About he Trialogue approach

From monologue and dialogue to trialogue.



Let us begin with the most simple; the monologue. The least complex form is receiving information from the other. If you do not ask question, it is like a written text, delivered as a spoken monologue. Even though it is not an advanced form of communication, it is an important way of sharing information, especially explicit knowledge.



Dialogue is a bit more advanced. In the dialogue you adjust form and content based upon a reciprocal and evolving understanding in between the communicators. You can ask questions, use paraphrasing, summarising and questioning as feedback in order to make sure that the information is correctly understood. Continuously eliciting and revising assumptions on both sides is a key part of the interaction. Perspectives shift. You learn more about yourself, the other and the topic you are talking about.

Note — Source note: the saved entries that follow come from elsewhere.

use serde::{Deserialize, Serialize};

/// A declared grid column.
#[derive(Debug, Clone, PartialEq, Eq, Serialize, Deserialize)]
#[serde(rename_all = "camelCase")]
pub struct ColumnDefinition {
    /// Property of each row's data object shown in this column
    pub column_data_key: String,
    /// CSS grid column the cell is placed in
    #[serde(default, skip_serializing_if = "Option::is_none")]
    pub grid_column: Option<String>,
    /// Header text; falls back to the data key
    #[serde(default, skip_serializing_if = "Option::is_none")]
    pub title: Option<String>,
}

impl ColumnDefinition {
    pub fn new(column_data_key: impl Into<String>) -> Self {
        Self {
            column_data_key: column_data_key.into(),
            grid_column: None,
            title: None,
        }
    }

    /// Text for a generated header cell.
    pub fn header_text(&self) -> &str {
        self.title.as_deref().unwrap_or(&self.column_data_key)
    }
}

/// Whether the grid generates its own header row, and of which kind.
#[derive(Debug, Clone, Copy, PartialEq, Eq, Hash, Default, Serialize, Deserialize)]
#[serde(rename_all = "lowercase")]
pub enum GenerateHeaderOptions {
    None,
    #[default]
    Default,
    Sticky,
}

impl GenerateHeaderOptions {
    /// Parse the `generate-header` attribute value.
    pub fn from_attr(value: &str) -> Option<Self> {
        match value {
            "none" => Some(Self::None),
            "default" => Some(Self::Default),
            "sticky" => Some(Self::Sticky),
            _ => None,
        }
    }

    /// Row type of the header this option generates, if any.
    pub fn header_row_type(self) -> Option<RowType> {
        match self {
            Self::None => None,
            Self::Default => Some(RowType::Header),
            Self::Sticky => Some(RowType::StickyHeader),
        }
    }
}

/// Kind of row inside the grid.
#[derive(Debug, Clone, Copy, PartialEq, Eq, Hash, Default, Serialize, Deserialize)]
#[serde(rename_all = "kebab-case")]
pub enum RowType {
    #[default]
    Default,
    Header,
    StickyHeader,
}

impl RowType {
    /// CSS class the row carries for styling.
    pub fn css_class(self) -> Option<&'static str> {
        match self {
            Self::Default => None,
            Self::Header => Some("header"),
            Self::StickyHeader => Some("sticky-header"),
        }
    }

    pub fn is_header(self) -> bool {
        !matches!(self, Self::Default)
    }
}

#[cfg(test)]
#[allow(clippy::unwrap_used, clippy::expect_used, clippy::panic)]
mod tests {
    use super::*;

    #[test]
    fn test_column_definition_json_shape() {
        let def: ColumnDefinition =
            serde_json::from_str(r#"{"columnDataKey":"symbol","gridColumn":"2"}"#).unwrap();
        assert_eq!(def.column_data_key, "symbol");
        assert_eq!(def.grid_column.as_deref(), Some("2"));
        assert_eq!(def.header_text(), "symbol");

        let json = serde_json::to_string(&ColumnDefinition::new("mass")).unwrap();
        assert_eq!(json, r#"{"columnDataKey":"mass"}"#);
    }

    #[test]
    fn test_generate_header_attr() {
        assert_eq!(
            GenerateHeaderOptions::from_attr("sticky"),
            Some(GenerateHeaderOptions::Sticky)
        );
        assert_eq!(GenerateHeaderOptions::from_attr("bogus"), None);
        assert_eq!(GenerateHeaderOptions::default(), GenerateHeaderOptions::Default);
        assert_eq!(GenerateHeaderOptions::None.header_row_type(), None);
        assert_eq!(
            GenerateHeaderOptions::Sticky.header_row_type(),
            Some(RowType::StickyHeader)
        );
    }

    #[test]
    fn test_row_type_classes() {
        assert_eq!(RowType::StickyHeader.css_class(), Some("sticky-header"));
        assert_eq!(RowType::Default.css_class(), None);
        assert!(RowType::Header.is_header());
        assert!(!RowType::Default.is_header());
    }
}
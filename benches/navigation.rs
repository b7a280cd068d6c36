//! Benchmarks for focus navigation on large grids.
//!
//! Run with: cargo bench
//!
//! Results are saved to `target/criterion/` with HTML reports.

use criterion::{black_box, criterion_group, criterion_main, BenchmarkId, Criterion};
use gridfocus::grid::DataGrid;
use gridfocus::host::MemoryHost;
use gridfocus::nav::GridNavigator;
use gridfocus::{FocusPosition, GridDirection, KeyInput, NavKey};

/// Grid where only the first and last rows have cells in column 1, so
/// vertical moves scan every row in between.
fn sparse_grid(rows: usize) -> MemoryHost {
    let mut host = MemoryHost::uniform(rows, 8, 24.0, 600.0);
    for row in 1..rows.saturating_sub(1) {
        host.set_occupied(row, 1, false);
    }
    host
}

fn bench_arrow_down_sparse(c: &mut Criterion) {
    let mut group = c.benchmark_group("arrow_down_sparse");
    for rows in [1_000usize, 10_000, 100_000] {
        let host = sparse_grid(rows);
        group.bench_with_input(BenchmarkId::from_parameter(rows), &host, |b, host| {
            b.iter(|| {
                GridNavigator::new(host)
                    .next_focus(black_box(FocusPosition::new(0, 1)), GridDirection::Down)
            })
        });
    }
    group.finish();
}

fn bench_page_down(c: &mut Criterion) {
    let mut group = c.benchmark_group("page_down");
    for rows in [1_000usize, 10_000, 100_000] {
        let host = MemoryHost::uniform(rows, 8, 24.0, 600.0);
        group.bench_with_input(BenchmarkId::from_parameter(rows), &host, |b, host| {
            b.iter(|| {
                GridNavigator::new(host)
                    .next_focus(black_box(FocusPosition::new(10, 3)), GridDirection::PageDown)
            })
        });
    }
    group.finish();
}

/// Full key handling through the grid controller, row first then grid.
fn bench_keydown_walk(c: &mut Criterion) {
    c.bench_function("keydown_walk_1000", |b| {
        b.iter(|| {
            let mut host = MemoryHost::uniform(1_000, 8, 24.0, 600.0);
            let mut grid = DataGrid::new();
            grid.connect(&mut host);
            for _ in 0..100 {
                grid.handle_keydown(&mut host, KeyInput::new(NavKey::ArrowDown));
                grid.handle_keydown(&mut host, KeyInput::new(NavKey::ArrowRight));
            }
            grid.handle_keydown(&mut host, KeyInput::with_ctrl(NavKey::Home));
            black_box(grid.focus_position())
        })
    });
}

criterion_group!(
    benches,
    bench_arrow_down_sparse,
    bench_page_down,
    bench_keydown_walk
);
criterion_main!(benches);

Trialogue – builds on the same good communicative practices we see in dialogues. But, there are three units involved in the interaction. In trialogue, the three participants can give each other different roles; sender- receiver – observer. Sender and receiver are always actors in the communication. As an actor you cannot see yourself from a neutral observer position. The observer can see things from outside. This is a unique addition compared to dialogue. We know that actors and observers see things quite differently. The other unique element in trialogue, compared to dialogue, is that the observer can see the interaction from outside, not only the senders and receivers. This distance allows the observer to observe the patterns of interaction and understand the underlying systemic dynamics  in a more complex way.  Our experience from teams reflecting on engaging in trialogues indicates that adding the observer feedback creates significant value and improves the possibility of real change.


Still, the main ambition with Trialogue is to increase learning by reflecting on practice.  Trialogues apply to individual training.  It can also can also be applied with three different groups playing three different positions.  Then there will be multiple voices inside each of the groups interacting in the trialogue.  This is what we see in the therapeutic practice called reflecting teams (Andersen, 1987).  The use of trialogue models in change management is best described in the innovation booklet for DI (Ekelund & Moe, 2017).


The three entities in communicative practice give opportunities of observing interaction, not only individuals. With three parties it is possible for a person to observe from an outside perspective, and we know that things look different through the eyes of an actor versus an observer. One can observe both persons and groups as well as the communicative interaction between two others/groups. This outsider perspective on the relationship seems to give opportunities for adding perspectives on the communicative processes, a perspective that can function as a “neutral/balanced” perspective towards each of the parts in the communication. The two others or groups who are actors in the communication can not take such an outside perspective. This form of commentary and sharing of observations from an outside perspective seems to lead to radical and partially unpredictable changes in the communication between the two parties involved. Such an observer position can add unique and different value in the description of the social processes. This trialogue is not set up to find the one hidden/tacit truth of the others in the interaction, but to share many stories and perspectives. This is in line with the post-colonial perspectives and constructivist perspectives on social systems.




  • Andersen, T. (1987). The Reflecting Team: Dialogue and Meta-Dialogue in Clinical Work. Family Processes, 26, 415-428.
  • Ekelund, B.Z. & Moe. T. 2016. Innovation Booklet. Oslo: Human Factors Publ.